Coral didn’t think so. It seemed to her that subsistence living required fewer children, not more. She certainly wasn’t yearning for any now.

* * *

Finally, they were packed and ready to go. The sled was cobbled together of spare parts, cannibalized furniture, and metal brackets pounded into runners and sharpened with a file—her shoulders still felt the strain of that work. The runners were screwed to the bottom of a platform. That was surrounded by metal rails, including two in back he’d pounded into curved handles. Supplies were piled on top and covered with a blanket. It was all lashed together with electrical cabling he’d ripped out of the downstairs walls.

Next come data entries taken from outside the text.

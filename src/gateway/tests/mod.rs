//! Unit tests for the realtime gateway.
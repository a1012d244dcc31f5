//! Session runtime for the interactive Tower of Hanoi client.
//!
//! This crate wires the pure rules from `hanoi-core` into a live, timer
//! driven session: a background worker owns the authoritative state, drives
//! the per-move animation phases, and plays back fetched solutions. Consumers
//! embed [`Runtime`] to start a session and interact with it through
//! [`SessionHandle`].
//!
//! Modules are organized by responsibility:
//! - [`runtime`] hosts the orchestrator and builder
//! - [`api`] exposes the types downstream clients interact with
//! - `worker` keeps the background task internal to the crate
pub mod api;
pub mod runtime;

mod worker;

pub use api::{
    FlightPhase, GameEvent, GameSnapshot, ProgressSnapshot, Result, RuntimeError, SessionHandle,
    SolutionSummary, TouchOutcome,
};
pub use runtime::{Runtime, RuntimeBuilder, RuntimeConfig};
//! Action domain - transitions over the board.
//!
//! A move is expressed as a small action value driven through a three-phase
//! pipeline by the engine: pre_validate → apply → post_validate. Validation
//! lives entirely in the pipeline; the board's mutators trust their callers.
mod movement;

pub use movement::{MoveAction, MoveError};

use crate::state::Board;

/// Defines how a concrete action variant mutates the board.
pub trait ActionTransition {
    type Error;

    /// Validates pre-conditions using the board **before** mutation.
    fn pre_validate(&self, _board: &Board) -> Result<(), Self::Error> {
        Ok(())
    }

    /// Applies the action by mutating the board directly.
    fn apply(&self, board: &mut Board) -> Result<(), Self::Error>;

    /// Validates post-conditions using the board **after** mutation.
    fn post_validate(&self, _board: &Board) -> Result<(), Self::Error> {
        Ok(())
    }
}
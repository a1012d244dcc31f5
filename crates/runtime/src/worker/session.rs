//! Session worker that owns the authoritative [`GameState`].
//!
//! Receives commands from [`SessionHandle`](crate::api::SessionHandle),
//! advances the per-move animation phases and auto-solve playback on a
//! single armed deadline, and publishes [`GameEvent`] notifications.
//!
//! All session state lives in this one task; commands and timer firings
//! interleave through its `select!` loop, so every mutation is serialized
//! and cancellation reduces to bumping the epoch and disarming the deadline.

use std::future;
use std::time::Duration;

use tokio::sync::{broadcast, mpsc, oneshot};
use tokio::time::Instant;
use tracing::{debug, error, warn};

use hanoi_core::{CommittedMove, Disk, GameEngine, GameState, MoveAction, Peg, Solution};

use crate::api::{
    FlightPhase, GameEvent, GameSnapshot, ProgressSnapshot, Result, RuntimeError, SolutionSummary,
    TouchOutcome,
};
use crate::runtime::RuntimeConfig;

/// Commands that can be sent to the session worker.
pub(crate) enum Command {
    /// Route a peg click through selection / placement logic.
    TouchPeg {
        peg: Peg,
        reply: oneshot::Sender<TouchOutcome>,
    },
    /// Rebuild the board with the given disk count.
    Reset {
        disks: u8,
        reply: oneshot::Sender<Result<()>>,
    },
    /// Install a fetched solution.
    LoadSolution {
        solution: Solution,
        reply: oneshot::Sender<Result<()>>,
    },
    /// Begin automated playback of the remaining solution steps.
    StartAutoSolve { reply: oneshot::Sender<Result<()>> },
    /// Cancel automated playback.
    StopAutoSolve { reply: oneshot::Sender<()> },
    /// Query a full session snapshot (read-only).
    QuerySnapshot { reply: oneshot::Sender<GameSnapshot> },
}

/// A scheduled phase advance.
///
/// The epoch invalidates wakes armed before a reset or stop: a wake whose
/// epoch no longer matches the session's must never mutate state.
#[derive(Clone, Copy, Debug)]
struct PendingWake {
    at: Instant,
    epoch: u64,
}

/// Background task that owns one puzzle session.
pub(crate) struct SessionWorker {
    config: RuntimeConfig,
    state: GameState,
    solution: Option<Solution>,
    flight: FlightPhase,
    auto_solving: bool,
    epoch: u64,
    next_wake: Option<PendingWake>,
    command_rx: mpsc::Receiver<Command>,
    event_tx: broadcast::Sender<GameEvent>,
}
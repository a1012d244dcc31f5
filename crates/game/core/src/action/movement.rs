use crate::action::ActionTransition;
use crate::state::{Board, Disk, Peg};

/// Errors raised by the move transition pipeline.
#[derive(Clone, Copy, Debug, PartialEq, Eq, thiserror::Error)]
#[cfg_attr(feature = "serde", derive(serde::Serialize, serde::Deserialize))]
pub enum MoveError {
    #[error("peg {0} has no disk to lift")]
    SourceEmpty(Peg),

    #[error("source and destination are both {0}")]
    SamePeg(Peg),

    #[error("cannot place disk {moving} onto smaller disk {resting}")]
    LargerOnSmaller { moving: Disk, resting: Disk },

    #[error("peg {peg} cannot hold another disk")]
    DestinationFull { peg: Peg },

    #[error("stack on {peg} lost strict ordering after the move")]
    OrderingViolated { peg: Peg },
}

/// A single disk relocation intent materialised into a canonical action.
#[derive(Clone, Copy, Debug, PartialEq, Eq)]
#[cfg_attr(feature = "serde", derive(serde::Serialize, serde::Deserialize))]
pub struct MoveAction {
    pub from: Peg,
    pub to: Peg,
}

impl MoveAction {
    pub fn new(from: Peg, to: Peg) -> Self {
        Self { from, to }
    }
}

impl ActionTransition for MoveAction {
    type Error = MoveError;

    fn pre_validate(&self, board: &Board) -> Result<(), Self::Error> {
        if self.from == self.to {
            return Err(MoveError::SamePeg(self.from));
        }

        let moving = board
            .top(self.from)
            .ok_or(MoveError::SourceEmpty(self.from))?;

        if let Some(resting) = board.top(self.to)
            && moving > resting
        {
            return Err(MoveError::LargerOnSmaller { moving, resting });
        }

        Ok(())
    }

    fn apply(&self, board: &mut Board) -> Result<(), Self::Error> {
        let disk = board
            .lift_top(self.from)
            .ok_or(MoveError::SourceEmpty(self.from))?;
        board
            .place(self.to, disk)
            .map_err(|_| MoveError::DestinationFull { peg: self.to })
    }

    fn post_validate(&self, board: &Board) -> Result<(), Self::Error> {
        if !board.is_ordered() {
            return Err(MoveError::OrderingViolated { peg: self.to });
        }
        Ok(())
    }
}
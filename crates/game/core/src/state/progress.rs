use std::collections::BTreeSet;

use crate::engine::CommittedMove;
use crate::solution::{Solution, Step};

/// Tracks which step of a fetched solution is current and which steps have
/// been matched so far.
///
/// Progress is deliberately decoupled from physical legality: a legal move
/// that deviates from the canonical solution stays on the board but earns no
/// progress, so users may explore off the optimal path freely.
#[derive(Clone, Debug, PartialEq, Eq)]
#[cfg_attr(feature = "serde", derive(serde::Serialize, serde::Deserialize))]
pub struct Progress {
    current_step: u32,
    completed: BTreeSet<u32>,
}

impl Progress {
    pub fn new() -> Self {
        Self {
            current_step: 1,
            completed: BTreeSet::new(),
        }
    }

    /// The next step number expected to be performed (1-based).
    pub fn current_step(&self) -> u32 {
        self.current_step
    }

    /// Step numbers already matched against the solution.
    pub fn completed(&self) -> &BTreeSet<u32> {
        &self.completed
    }

    pub fn reset(&mut self) {
        *self = Self::new();
    }

    /// The solution step expected next, if any remains.
    pub fn expected_step<'a>(&self, solution: &'a Solution) -> Option<&'a Step> {
        solution.step(self.current_step)
    }

    /// Records the performed move when it equals the expected step on all of
    /// from, to and disk, returning the matched step number.
    ///
    /// A deviating move leaves progress untouched and returns `None`; the
    /// move itself remains applied to the board.
    pub fn record_if_matches(
        &mut self,
        solution: &Solution,
        performed: &CommittedMove,
    ) -> Option<u32> {
        let step = self.expected_step(solution)?;
        if step.from != performed.from || step.to != performed.to || step.disk != performed.disk {
            return None;
        }

        let matched = step.number;
        self.completed.insert(matched);
        self.current_step += 1;
        Some(matched)
    }

    /// Derived solved flag: true exactly when the current step ran past the
    /// final step of a playable solution.
    pub fn is_solved(&self, solution: &Solution) -> bool {
        solution.is_playable() && self.current_step > solution.final_step_number()
    }
}

impl Default for Progress {
    fn default() -> Self {
        Self::new()
    }
}

#[cfg(test)]
mod tests {
    use super::*;
    use crate::state::{Disk, Peg};

    fn two_disk_solution() -> Solution {
        Solution::with_steps(
            2,
            vec![
                Step {
                    number: 1,
                    from: Peg::A,
                    to: Peg::B,
                    disk: Disk(1),
                },
                Step {
                    number: 2,
                    from: Peg::A,
                    to: Peg::C,
                    disk: Disk(2),
                },
                Step {
                    number: 3,
                    from: Peg::B,
                    to: Peg::C,
                    disk: Disk(1),
                },
            ],
        )
        .unwrap()
    }

    fn committed(from: Peg, to: Peg, disk: u8) -> CommittedMove {
        CommittedMove {
            from,
            to,
            disk: Disk(disk),
        }
    }

    #[test]
    fn matching_moves_advance_to_solved() {
        let solution = two_disk_solution();
        let mut progress = Progress::new();

        assert_eq!(progress.expected_step(&solution).map(|s| s.number), Some(1));
        assert_eq!(
            progress.record_if_matches(&solution, &committed(Peg::A, Peg::B, 1)),
            Some(1)
        );
        assert_eq!(
            progress.record_if_matches(&solution, &committed(Peg::A, Peg::C, 2)),
            Some(2)
        );
        assert!(!progress.is_solved(&solution));

        assert_eq!(
            progress.record_if_matches(&solution, &committed(Peg::B, Peg::C, 1)),
            Some(3)
        );
        assert_eq!(progress.current_step(), 4);
        assert_eq!(progress.expected_step(&solution), None);
        assert!(progress.is_solved(&solution));
        assert!(progress.completed().iter().eq([1, 2, 3].iter()));
    }

    #[test]
    fn deviating_move_leaves_progress_untouched() {
        let solution = two_disk_solution();
        let mut progress = Progress::new();

        // Expected step is A -> B; the user went A -> C instead.
        assert_eq!(
            progress.record_if_matches(&solution, &committed(Peg::A, Peg::C, 1)),
            None
        );
        assert_eq!(progress.current_step(), 1);
        assert!(progress.completed().is_empty());
        assert!(!progress.is_solved(&solution));
    }

    #[test]
    fn count_only_solution_is_never_solved() {
        let solution = Solution::count_only(20, (1 << 20) - 1);
        let progress = Progress::new();

        assert_eq!(progress.expected_step(&solution), None);
        assert!(!progress.is_solved(&solution));
    }
}
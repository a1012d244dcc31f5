//! Move execution pipeline.
//!
//! The [`GameEngine`] is the authoritative reducer for a [`GameState`]'s
//! board. It drives each move through the transition phases and surfaces
//! which phase rejected it, so callers can distinguish rule violations from
//! defensive invariant failures.

use crate::action::{ActionTransition, MoveAction, MoveError};
use crate::state::{Board, Disk, GameState, Peg};

/// Identifies which stage of the transition pipeline produced an error.
#[derive(Clone, Copy, Debug, PartialEq, Eq)]
#[cfg_attr(feature = "serde", derive(serde::Serialize, serde::Deserialize))]
pub enum TransitionPhase {
    PreValidate,
    Apply,
    PostValidate,
}

impl TransitionPhase {
    pub fn as_str(&self) -> &'static str {
        match self {
            TransitionPhase::PreValidate => "pre_validate",
            TransitionPhase::Apply => "apply",
            TransitionPhase::PostValidate => "post_validate",
        }
    }
}

/// Associates a transition phase with the underlying error.
#[derive(Clone, Copy, Debug, PartialEq, Eq)]
#[cfg_attr(feature = "serde", derive(serde::Serialize, serde::Deserialize))]
pub struct TransitionPhaseError<E> {
    pub phase: TransitionPhase,
    pub error: E,
}

impl<E> TransitionPhaseError<E> {
    pub fn new(phase: TransitionPhase, error: E) -> Self {
        Self { phase, error }
    }
}

impl<E: std::fmt::Display> std::fmt::Display for TransitionPhaseError<E> {
    fn fmt(&self, f: &mut std::fmt::Formatter<'_>) -> std::fmt::Result {
        write!(f, "{} failed: {}", self.phase.as_str(), self.error)
    }
}

impl<E: std::fmt::Display + std::fmt::Debug> std::error::Error for TransitionPhaseError<E> {}

/// Errors surfaced while executing a move through the game engine.
#[derive(Clone, Copy, Debug, PartialEq, Eq, thiserror::Error)]
#[cfg_attr(feature = "serde", derive(serde::Serialize, serde::Deserialize))]
pub enum ExecuteError {
    #[error("move action failed: {0}")]
    Move(TransitionPhaseError<MoveError>),
}

/// The board mutation committed by a successful move: what the Step Tracker
/// compares against the expected solution step.
#[derive(Clone, Copy, Debug, PartialEq, Eq)]
#[cfg_attr(feature = "serde", derive(serde::Serialize, serde::Deserialize))]
pub struct CommittedMove {
    pub from: Peg,
    pub to: Peg,
    pub disk: Disk,
}

/// Game engine that executes moves against a game state.
///
/// All board mutations flow through the three-phase pipeline:
/// pre_validate → apply → post_validate
///
/// A failure in `apply` or `post_validate` can leave a partial mutation
/// behind; callers that need atomicity execute against a working clone and
/// swap it in on success (the session worker does exactly this).
pub struct GameEngine<'a> {
    state: &'a mut GameState,
}

impl<'a> GameEngine<'a> {
    /// Creates a new game engine over the given state.
    pub fn new(state: &'a mut GameState) -> Self {
        Self { state }
    }

    /// Executes a move by routing it through the transition pipeline.
    ///
    /// Returns the [`CommittedMove`] describing the relocated disk.
    pub fn execute(&mut self, action: &MoveAction) -> Result<CommittedMove, ExecuteError> {
        let disk = self.state.board.top(action.from);

        drive_transition(action, &mut self.state.board).map_err(ExecuteError::Move)?;

        // pre_validate guarantees the source held a disk.
        let disk = disk.ok_or(ExecuteError::Move(TransitionPhaseError::new(
            TransitionPhase::PreValidate,
            MoveError::SourceEmpty(action.from),
        )))?;

        Ok(CommittedMove {
            from: action.from,
            to: action.to,
            disk,
        })
    }
}

#[inline]
fn drive_transition<T>(
    transition: &T,
    board: &mut Board,
) -> Result<(), TransitionPhaseError<T::Error>>
where
    T: ActionTransition,
{
    transition
        .pre_validate(board)
        .map_err(|error| TransitionPhaseError::new(TransitionPhase::PreValidate, error))?;
    transition
        .apply(board)
        .map_err(|error| TransitionPhaseError::new(TransitionPhase::Apply, error))?;
    transition
        .post_validate(board)
        .map_err(|error| TransitionPhaseError::new(TransitionPhase::PostValidate, error))?;
    Ok(())
}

“I’m impressed,” Coral said, looking at the loaded sled. She was telling the truth. Engineering had never been one of her talents, and she was always amazed to find people who could figure out at a glance how things worked. The sled wouldn’t win any beauty competitions, but it was sturdy and functional, and he’d done it all with hand tools.

He was appreciative of her own efforts, particularly the sewing. She had to admit, his new sleeping bag made of his quilt and pillow stuffing turned out well. Lined, padded, and cozy, it wouldn’t be the match of her own down bag, but it wouldn’t be far inferior to it, either. The leather mittens she had made them were less beautiful. Her one needle had bent several times by the time the first one was done, and guiding it through the layers of tough material from then on was no easy task. She had muddled through anyway. By the end, the magnetized needle wasn’t going to be able to function as an emergency compass or even much of a needle any more. But their hands would be protected from the cold and from frostbite. Without hospitals, frostbite could kill.

But she kept the dulled, bent needle—she didn’t want to have to do any surgery that involved stitching, but she might have to, and this was all she had. She’d be on the lookout for another needle.

Benjamin’s plan was to strike north until they caught the line of a highway, move west parallel but out of sight of it until it ended, then keep moving west, at least until they crossed the interstate highway. “It’s not worth making plans beyond that. We don’t know yet how food will go. Or if we’ll find any at all. We could be dead in two weeks of starvation.”

“Or maybe we will find food, along with other people,” Coral said.

“We don’t know what they’ll be like if we do find some,” he said.

“Can’t you spare a little optimism?” she said.

“One of us has to be a realist,” he answered.